─── The data ───

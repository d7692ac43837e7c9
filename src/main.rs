use std::io;
use std::process;

use anyhow::{Context, Result};
use clap::Parser;
use fern::colors::{Color, ColoredLevelConfig};
use log::{error, LevelFilter};

mod aggregator;
mod console;
mod datetime;
mod diagnostics;
mod error;
mod record;
mod report_command;
mod source;

use diagnostics::LogSink;
use report_command::{show_report, ReportArgs, ReportCommand};

/// XMLの時間記録から人物ごと、日ごとの経過時間を集計するCLIアプリケーション。
///
/// # Examples
/// ```
/// $ cargo run -- people.xml
/// $ cargo run -- people.xml --start 01-01-2024 --end 01-02-2024 --users Alice,Bob --output json
/// ```
#[derive(Debug, Parser)]
#[clap(version, about)]
struct Args {
    #[clap(flatten)]
    report: ReportArgs,

    #[clap(
        short = 'v',
        long = "verbose",
        parse(from_occurrences),
        help = "Increase log verbosity (-v: info, -vv: debug)"
    )]
    verbose: usize,
}

fn main() {
    let args = Args::parse();

    if let Err(err) = setup_logger(level_filter(args.verbose)) {
        eprintln!("{:#}", err);
        process::exit(1);
    }

    if let Err(err) = run(&args.report) {
        error!("{:#}", err);
        process::exit(1);
    }
}

fn run(args: &ReportArgs) -> Result<()> {
    let sink = LogSink;
    let accumulation = ReportCommand::new(&sink).run(args)?;

    let stdout = io::stdout();
    let mut writer = stdout.lock();
    show_report(args.output, &accumulation, &mut writer)
}

/// `-v`の数をログレベルに変換する。
fn level_filter(verbose: usize) -> LevelFilter {
    match verbose {
        0 => LevelFilter::Warn,
        1 => LevelFilter::Info,
        _ => LevelFilter::Debug,
    }
}

/// 標準エラー出力にログを出すloggerを設定する。
///
/// 標準出力はレポートだけに使う。
fn setup_logger(level: LevelFilter) -> Result<()> {
    let colors = ColoredLevelConfig::new()
        .error(Color::Red)
        .warn(Color::Yellow)
        .info(Color::Green)
        .debug(Color::Blue);

    fern::Dispatch::new()
        .format(move |out, message, record| {
            out.finish(format_args!("[{}] {}", colors.color(record.level()), message))
        })
        .level(level)
        .chain(io::stderr())
        .apply()
        .context("Failed to initialize logger")?;

    Ok(())
}

#[cfg(test)]
mod tests {
    use chrono::NaiveDate;
    use clap::Parser;
    use log::LevelFilter;
    use rstest::rstest;

    use super::{level_filter, Args};
    use crate::report_command::OutputFormat;

    #[rstest]
    #[case::default(0, LevelFilter::Warn)]
    #[case::info(1, LevelFilter::Info)]
    #[case::debug(2, LevelFilter::Debug)]
    #[case::more(5, LevelFilter::Debug)]
    fn test_level_filter(#[case] verbose: usize, #[case] expected: LevelFilter) {
        assert_eq!(level_filter(verbose), expected);
    }

    #[test]
    fn test_args_defaults() {
        let args = Args::try_parse_from(["worktime", "people.xml"]).unwrap();

        assert_eq!(args.report.file.to_str(), Some("people.xml"));
        assert_eq!(args.report.start, None);
        assert_eq!(args.report.end, None);
        assert_eq!(args.report.users, None);
        assert_eq!(args.report.output, OutputFormat::Console);
        assert_eq!(args.verbose, 0);
    }

    #[test]
    fn test_args_all() {
        let args = Args::try_parse_from([
            "worktime",
            "people.xml",
            "--start",
            "01-01-2024",
            "--end",
            "31-01-2024",
            "--users",
            "Alice,Bob",
            "--output",
            "json",
            "-vv",
        ])
        .unwrap();

        assert_eq!(args.report.start, NaiveDate::from_ymd_opt(2024, 1, 1));
        assert_eq!(args.report.end, NaiveDate::from_ymd_opt(2024, 1, 31));
        assert_eq!(args.report.users.as_deref(), Some("Alice,Bob"));
        assert_eq!(args.report.output, OutputFormat::Json);
        assert_eq!(args.verbose, 2);
    }

    #[rstest]
    #[case::missing_file(&["worktime"])]
    #[case::bad_start(&["worktime", "people.xml", "--start", "2024-01-01"])]
    #[case::bad_output(&["worktime", "people.xml", "--output", "xml"])]
    fn test_args_invalid(#[case] argv: &[&str]) {
        assert!(Args::try_parse_from(argv.iter().copied()).is_err());
    }
}
use std::io::Write;

use anyhow::{Context, Result};
use tabled::settings::object::Columns;
use tabled::settings::{Modify, Padding, Style};
use tabled::{Table, Tabled};

use crate::aggregator::Accumulation;

/// 列と列の間の空白の幅。
const COLUMN_GAP: usize = 2;

/// 表の1行。
#[derive(Tabled)]
struct DayRow {
    #[tabled(rename = "date")]
    date: String,
    #[tabled(rename = "duration")]
    duration: String,
}

/// 集計結果を表示するためのtrait。
pub trait ReportPresenter {
    /// 集計結果を表示する。
    ///
    /// # Arguments
    ///
    /// * `accumulation` - 表示する集計結果
    fn show_accumulation(&mut self, accumulation: &Accumulation) -> Result<()>;
}

/// 人物ごとに日付と経過時間の表を表示する。
pub struct ConsoleTable<'a, W: Write> {
    writer: &'a mut W,
}

impl<'a, W: Write> ConsoleTable<'a, W> {
    /// 新しい`ConsoleTable`を返す。
    pub fn new(writer: &'a mut W) -> Self {
        Self { writer }
    }
}

impl<'a, W: Write> ReportPresenter for ConsoleTable<'a, W> {
    // 人物ごとのブロックを`---`で囲んで出力する。
    fn show_accumulation(&mut self, accumulation: &Accumulation) -> Result<()> {
        for (name, days) in accumulation.iter() {
            let rows = days.iter().map(|(day, seconds)| DayRow {
                date: day.format("%Y-%m-%d").to_string(),
                duration: format_duration(*seconds),
            });
            let mut table = Table::new(rows);
            table
                .with(Style::empty())
                .with(Padding::zero())
                .with(Modify::new(Columns::first()).with(Padding::new(0, COLUMN_GAP, 0, 0)));
            // 最後の列の右側の余白は出さない
            let table = table
                .to_string()
                .lines()
                .map(str::trim_end)
                .collect::<Vec<_>>()
                .join("\n");

            writeln!(self.writer, "---\n{}\n{}\n---", name, table)
                .with_context(|| format!("Failed to write report for {}", name))?;
        }

        Ok(())
    }
}

/// 集計結果を秒数のままJSONで出力する。
pub struct JsonPresenter<'a, W: Write> {
    writer: &'a mut W,
}

impl<'a, W: Write> JsonPresenter<'a, W> {
    /// 新しい`JsonPresenter`を返す。
    pub fn new(writer: &'a mut W) -> Self {
        Self { writer }
    }
}

impl<'a, W: Write> ReportPresenter for JsonPresenter<'a, W> {
    fn show_accumulation(&mut self, accumulation: &Accumulation) -> Result<()> {
        serde_json::to_writer(&mut *self.writer, accumulation)
            .context("Failed to write report as JSON")?;
        writeln!(self.writer).context("Failed to write report as JSON")?;

        Ok(())
    }
}

/// 秒数を`H h, M m, S s`形式にする。
///
/// 負の値は絶対値の前に`-`を付ける。
pub fn format_duration(seconds: i64) -> String {
    let sign = if seconds < 0 { "-" } else { "" };
    let seconds = seconds.unsigned_abs();
    format!(
        "{}{} h, {} m, {} s",
        sign,
        seconds / 3600,
        seconds % 3600 / 60,
        seconds % 60
    )
}

#[cfg(test)]
mod tests {
    use chrono::NaiveDate;
    use rstest::rstest;

    use super::{format_duration, ConsoleTable, JsonPresenter, ReportPresenter};
    use crate::aggregator::Accumulation;

    fn date(y: i32, m: u32, d: u32) -> NaiveDate {
        NaiveDate::from_ymd_opt(y, m, d).unwrap()
    }

    fn render_console(accumulation: &Accumulation) -> String {
        let mut writer = Vec::new();
        let mut presenter = ConsoleTable::new(&mut writer);

        presenter.show_accumulation(accumulation).unwrap();

        String::from_utf8(writer).unwrap()
    }

    #[rstest]
    #[case::zero(0, "0 h, 0 m, 0 s")]
    #[case::seconds(59, "0 h, 0 m, 59 s")]
    #[case::hms(3661, "1 h, 1 m, 1 s")]
    #[case::over_a_day(86500, "24 h, 1 m, 40 s")]
    #[case::negative(-3661, "-1 h, 1 m, 1 s")]
    fn test_format_duration(#[case] seconds: i64, #[case] expected: &str) {
        assert_eq!(format_duration(seconds), expected);
    }

    #[test]
    fn test_console_single_person() {
        let accumulation = Accumulation::from([("Alice", &[(date(2024, 1, 1), 3661)][..])]);

        let output = render_console(&accumulation);

        assert_eq!(
            output,
            "---\nAlice\ndate        duration\n2024-01-01  1 h, 1 m, 1 s\n---\n"
        );
        assert!(output.contains("2024-01-01  1 h, 1 m, 1 s"));
    }

    #[test]
    fn test_console_blocks_in_order() {
        let accumulation = Accumulation::from([
            ("Bob", &[(date(2024, 1, 2), 60), (date(2024, 1, 1), 1)][..]),
            ("Alice", &[(date(2024, 1, 1), 3600)][..]),
        ]);

        let output = render_console(&accumulation);

        assert_eq!(
            output,
            [
                "---\nAlice\ndate        duration\n2024-01-01  1 h, 0 m, 0 s\n---\n",
                "---\nBob\ndate        duration\n2024-01-01  0 h, 0 m, 1 s\n2024-01-02  0 h, 1 m, 0 s\n---\n",
            ]
            .join("")
        );
    }

    #[test]
    fn test_console_widths_follow_longest_cell() {
        let accumulation = Accumulation::from([(
            "Carol",
            &[(date(2024, 1, 1), 86500), (date(2024, 1, 2), 1)][..],
        )]);

        let output = render_console(&accumulation);

        assert_eq!(
            output,
            "---\nCarol\ndate        duration\n2024-01-01  24 h, 1 m, 40 s\n2024-01-02  0 h, 0 m, 1 s\n---\n"
        );
        assert!(output.lines().all(|line| line == line.trim_end()));
    }

    #[test]
    fn test_console_empty() {
        assert_eq!(render_console(&Accumulation::default()), "");
    }

    #[test]
    fn test_json() {
        let accumulation = Accumulation::from([
            ("Alice", &[(date(2024, 1, 1), 3661)][..]),
            ("Bob", &[(date(2024, 1, 2), -5)][..]),
        ]);
        let mut writer = Vec::new();
        let mut presenter = JsonPresenter::new(&mut writer);

        presenter.show_accumulation(&accumulation).unwrap();

        let output: serde_json::Value = serde_json::from_slice(&writer).unwrap();
        assert_eq!(
            output,
            serde_json::json!({
                "Alice": {"2024-01-01": 3661},
                "Bob": {"2024-01-02": -5},
            })
        );
    }
}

───

Task to carry out = Scan the entries and show every line in which the word "ReportCommand" is found.

Final answer =
use report_command::{show_report, ReportArgs, ReportCommand};
    let accumulation = ReportCommand::new(&sink).run(args)?;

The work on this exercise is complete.